Great post, thanks for an excellent summary of our research! I especially like the Haldane quote and its graphic reference to the fate of the horse. I do want to clear up a few concerns mentioned in the comments though.

If we assume that the distance from the foot to the spinal cord is 3 cm in the shrew and 3 m in the elephant, the conduction delay from the foot to the spinal cord and back again would be about 1.5 milliseconds in the shrew and 85 milliseconds in the elephant. Since the delay in transmitting the signal from one neuron to the next is on the order of milliseconds, the time required for a spinal reflex to occur in small animals such as the shrew is still on the order of milliseconds whereas that of the elephant is closer to 100 milliseconds – two orders of magnitude larger than that of the shrew, and significantly larger than the transmission delay between axons.

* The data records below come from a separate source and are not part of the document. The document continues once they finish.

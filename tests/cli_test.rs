use std::process::Command;
use tempfile::TempDir;

fn confkit() -> Command {
    let mut cmd = Command::new(env!("CARGO_BIN_EXE_confkit"));
    cmd.env_remove("CONFKIT_CONFIG_FORMAT")
        .env_remove("CONFKIT_SETTINGS")
        .env_remove("RUST_LOG");
    cmd
}

#[test]
fn test_resolve_command() {
    let temp_dir = TempDir::new().unwrap();
    std::fs::write(temp_dir.path().join("app.json"), "{}").unwrap();

    let output = confkit()
        .args(["resolve", "{kind}.{ext}", "--format", "toml", "--set", "kind=app", "--root"])
        .arg(temp_dir.path())
        .output()
        .expect("Failed to run resolve command");

    assert!(output.status.success());
    let stdout = String::from_utf8_lossy(&output.stdout);
    assert!(stdout.contains("app.toml"));
    assert!(stdout.contains("migrate:"));
}

#[test]
fn test_convert_and_show_commands() {
    let temp_dir = TempDir::new().unwrap();
    let input = temp_dir.path().join("app.yaml");
    let output_path = temp_dir.path().join("app.jsonc");
    std::fs::write(&input, "# App\nserver:\n  port: 8080\n").unwrap();

    let output = confkit()
        .arg("convert")
        .arg(&input)
        .arg(&output_path)
        .output()
        .expect("Failed to run convert command");
    assert!(output.status.success());
    assert!(output_path.exists());

    let output = confkit()
        .arg("show")
        .arg(&output_path)
        .args(["--path", "server.port"])
        .output()
        .expect("Failed to run show command");
    assert!(output.status.success());
    assert_eq!(String::from_utf8_lossy(&output.stdout).trim(), "8080");
}

#[test]
fn test_show_missing_file_fails() {
    let temp_dir = TempDir::new().unwrap();
    let output = confkit()
        .arg("show")
        .arg(temp_dir.path().join("absent.toml"))
        .output()
        .expect("Failed to run show command");

    assert!(!output.status.success());
    assert!(String::from_utf8_lossy(&output.stderr).contains("Error:"));
}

It is generally accepted that conduction velocity and axon diameter are approximately linearly related, and although there is some debate over the exact scaling factor in this relationship most estimates are within a fairly tight range – for example, estimates range from 5 m/s to 7 m/s per micron of diameter in myelinated axons. There is some evidence that the scaling factor is slightly different in different types of fibers, however the range of scaling factors found is still quite small and would make no major impact to our conclusions. Further, since we consider all types of axons (including both myelinated and unmyelinated) when looking at possible delays in sensing and responding to stimuli, we felt it was important to reference evidence supporting linear relationships between conduction velocity and diameter in a variety of axon types.

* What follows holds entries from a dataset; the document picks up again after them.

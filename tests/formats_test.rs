use confkit::document::Document;
use confkit::formats::{self, SUPPORTED};
use confkit::{Format, Mapping, Value};
use tempfile::TempDir;

fn sample() -> Document {
    let mut doc = Document::new();
    doc.set_header(vec!["Generated settings".into()]);
    doc.set_version("3");
    doc.set_commented("name", Value::from("demo"), &["Display name".into()]);
    doc.set("enabled", Value::Bool(true));
    doc.set("ratio", Value::Float(0.5));
    doc.set(
        "tags",
        Value::List(vec![Value::from("a"), Value::from("b c")]),
    );
    doc.set_commented("db.url", Value::from("postgres://db/app"), &["Connection".into()]);
    doc.set("db.pool.size", Value::Int(4));
    doc
}

fn keys(map: &Mapping) -> Vec<&str> {
    map.keys().map(String::as_str).collect()
}

#[test]
fn test_every_format_keeps_values_and_order() {
    let temp_dir = TempDir::new().unwrap();
    let doc = sample();

    for format in SUPPORTED.into_iter().filter(|f| f.is_available()) {
        let path = temp_dir.path().join(format!("app.{format}"));
        formats::write_as(&path, format, &doc).unwrap();
        let back = formats::read(&path).unwrap();

        assert_eq!(back.root(), doc.root(), "values differ for {format}");
        assert_eq!(
            keys(back.root()),
            vec!["config-version", "name", "enabled", "ratio", "tags", "db"],
            "key order differs for {format}"
        );
        assert_eq!(
            keys(back.section("db").unwrap()),
            vec!["url", "pool"],
            "section order differs for {format}"
        );
    }
}

#[test]
fn test_comments_survive_where_supported() {
    let temp_dir = TempDir::new().unwrap();
    let doc = sample();

    for format in SUPPORTED.into_iter().filter(|f| f.is_available()) {
        let path = temp_dir.path().join(format!("commented.{format}"));
        formats::write_as(&path, format, &doc).unwrap();
        let back = formats::read(&path).unwrap();

        if format.supports_comments() {
            assert_eq!(back.header(), doc.header(), "header lost for {format}");
            assert_eq!(back.comment("name"), Some(&["Display name".to_string()][..]));
            assert_eq!(back.comment("db.url"), Some(&["Connection".to_string()][..]));
        } else {
            assert!(back.header().is_empty());
            assert!(back.comments().is_empty());
        }
    }
}

#[test]
fn test_json_is_the_only_commentless_format() {
    let without: Vec<Format> = SUPPORTED
        .into_iter()
        .filter(|f| !f.supports_comments())
        .collect();
    assert_eq!(without, vec![Format::Json]);
}

#[test]
fn test_conversion_between_formats() {
    let temp_dir = TempDir::new().unwrap();
    let source = temp_dir.path().join("source.jsonc");
    formats::write(&source, &sample()).unwrap();

    let doc = formats::read(&source).unwrap();
    for target in ["yaml", "toml", "json"] {
        let format = Format::from_extension(target).unwrap();
        if !format.is_available() {
            continue;
        }
        let path = temp_dir.path().join(format!("target.{target}"));
        formats::write(&path, &doc).unwrap();
        assert_eq!(formats::read(&path).unwrap().root(), doc.root());
    }
}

I hope that helps! Thanks again for the report on our research.

Zen Faulkes said...

Thanks, Heather!

This has got me wondering, though, about how myelin changes the scaling effect. Intuitively, I would think that myelin would flatten the relationship between axon size and conduction velocity.

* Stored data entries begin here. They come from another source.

//! Settings for the configuration engine itself.
//!
//! Layered the usual way:
//! - Default values
//! - TOML file (`confkit.toml` in the working directory, or an explicit path)
//! - Environment variable overrides
//!
//! # Environment Variables
//!
//! Variables are prefixed with `CONFKIT_` and use double underscores to
//! separate nested levels:
//! - `CONFKIT_WATCH=false` sets `watch`
//! - `CONFKIT_RELOAD_DELAY_MS=250` sets `reload_delay_ms`
//! - `CONFKIT_LOGGING__DEFAULT=debug` sets `logging.default`
//!
//! `CONFKIT_CONFIG_FORMAT` is not a setting: it is the format preference read
//! by the resolver, below the `format` setting in precedence.

use figment::{
    Figment,
    providers::{Env, Format as _, Serialized, Toml},
};
use indexmap::IndexMap;
use serde::{Deserialize, Serialize};
use std::path::Path;

use crate::formats::Format;

/// Default settings file name.
pub const SETTINGS_FILE: &str = "confkit.toml";

/// Prefix for settings environment variables.
pub const ENV_PREFIX: &str = "CONFKIT_";

/// Environment variable holding the process-wide preferred extension.
pub const FORMAT_ENV: &str = "CONFKIT_CONFIG_FORMAT";

#[derive(Debug, Deserialize, Serialize, Clone, PartialEq)]
pub struct EngineSettings {
    /// Platform default extension used when nothing else decides the format
    #[serde(default = "default_extension")]
    pub default_extension: String,

    /// Process-wide preferred extension
    #[serde(default, skip_serializing_if = "Option::is_none")]
    pub format: Option<String>,

    /// Watch registered files and reload them on external edits
    #[serde(default = "default_true")]
    pub watch: bool,

    /// Settle delay before a scheduled reload reads the file
    #[serde(default = "default_reload_delay_ms")]
    pub reload_delay_ms: u64,

    /// Grace period for in-flight reloads on shutdown
    #[serde(default = "default_shutdown_grace_ms")]
    pub shutdown_grace_ms: u64,

    #[serde(default)]
    pub logging: LoggingConfig,
}

/// Log level configuration.
#[derive(Debug, Deserialize, Serialize, Clone, PartialEq)]
pub struct LoggingConfig {
    /// Default level: error, warn, info, debug, trace
    #[serde(default = "default_log_level")]
    pub default: String,

    /// Per-module overrides, e.g. `"confkit::watcher" = "debug"`
    #[serde(default)]
    pub modules: IndexMap<String, String>,
}

fn default_extension() -> String {
    Format::platform_default().extension().to_string()
}
fn default_true() -> bool {
    true
}
fn default_reload_delay_ms() -> u64 {
    100
}
fn default_shutdown_grace_ms() -> u64 {
    5_000
}
fn default_log_level() -> String {
    "warn".to_string()
}

impl Default for EngineSettings {
    fn default() -> Self {
        Self {
            default_extension: default_extension(),
            format: None,
            watch: true,
            reload_delay_ms: default_reload_delay_ms(),
            shutdown_grace_ms: default_shutdown_grace_ms(),
            logging: LoggingConfig::default(),
        }
    }
}

impl Default for LoggingConfig {
    fn default() -> Self {
        Self {
            default: default_log_level(),
            modules: IndexMap::new(),
        }
    }
}

impl EngineSettings {
    /// Load settings from `confkit.toml` (if present) and the environment.
    pub fn load() -> Result<Self, Box<figment::Error>> {
        Self::load_from(SETTINGS_FILE)
    }

    /// Load settings from a specific TOML file and the environment.
    ///
    /// A missing file contributes nothing.
    pub fn load_from(path: impl AsRef<Path>) -> Result<Self, Box<figment::Error>> {
        Figment::new()
            .merge(Serialized::defaults(EngineSettings::default()))
            .merge(Toml::file(path.as_ref()))
            .merge(
                Env::prefixed(ENV_PREFIX)
                    .ignore(&["config_format"])
                    .split("__"),
            )
            .extract()
            .map_err(Box::new)
    }
}

#[cfg(test)]
mod tests {
    use super::*;
    use std::fs;
    use tempfile::TempDir;

    #[test]
    fn test_default_settings() {
        let settings = EngineSettings::default();
        assert!(settings.watch);
        assert_eq!(settings.reload_delay_ms, 100);
        assert_eq!(settings.shutdown_grace_ms, 5_000);
        assert!(settings.format.is_none());
        assert_eq!(settings.logging.default, "warn");
        if cfg!(feature = "yaml") {
            assert_eq!(settings.default_extension, "yml");
        } else {
            assert_eq!(settings.default_extension, "jsonc");
        }
    }

    #[test]
    fn test_load_from_toml() {
        let temp_dir = TempDir::new().unwrap();
        let config_path = temp_dir.path().join("confkit.toml");

        let toml_content = r#"
default_extension = "toml"
format = "json"
watch = false
reload_delay_ms = 10

[logging.modules]
"confkit::watcher" = "trace"
"#;
        fs::write(&config_path, toml_content).unwrap();

        let settings = EngineSettings::load_from(&config_path).unwrap();
        assert_eq!(settings.default_extension, "toml");
        assert_eq!(settings.format.as_deref(), Some("json"));
        assert!(!settings.watch);
        assert_eq!(settings.reload_delay_ms, 10);
        assert_eq!(settings.logging.modules["confkit::watcher"], "trace");
    }

    #[test]
    fn test_missing_file_gives_defaults() {
        let temp_dir = TempDir::new().unwrap();
        let settings = EngineSettings::load_from(temp_dir.path().join("absent.toml")).unwrap();
        assert!(settings.watch);
        assert!(settings.format.is_none());
    }

    #[test]
    fn test_env_overrides_file() {
        let temp_dir = TempDir::new().unwrap();
        let config_path = temp_dir.path().join("confkit.toml");
        fs::write(&config_path, "shutdown_grace_ms = 1000\n").unwrap();

        unsafe {
            std::env::set_var("CONFKIT_SHUTDOWN_GRACE_MS", "250");
        }

        let settings = EngineSettings::load_from(&config_path).unwrap();
        assert_eq!(settings.shutdown_grace_ms, 250);

        unsafe {
            std::env::remove_var("CONFKIT_SHUTDOWN_GRACE_MS");
        }
    }
}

But because I work mostly with invertebrates, where myelin is less common (though not absent, as some people claim), my intuition may not be at all good. :)

Unknown said...

Interesting point! Rushton (1951) did some really cool theoretical work on myelination and conduction velocity, and related it to experimental results from other studies. It turns out that, theoretically, conduction velocity is directly proportional to axon diameter in myelinated axons and proportional to the square root of axon diameter in unmyelinated axons. These relationships intersect at an axon diameter of about 1 um. Axons less than 1 um in diameter actually conduct impulses faster if they are unmyelinated. But, for axons greater than 1 um in diameter, myelinated axons conduct faster than unmyelinated axons. So for larger axons, whether they are myelinated or unmyelinated can make a huge difference in conduction velocity.

In the same paper, Rushton shows that for an axon to have its maximum conduction velocity the diameters measured inside (internal) and outside (external) the myelin sheath should have a ratio of 0.6 (internal:external diameter). And in fact, most myelinated axons do have this ratio!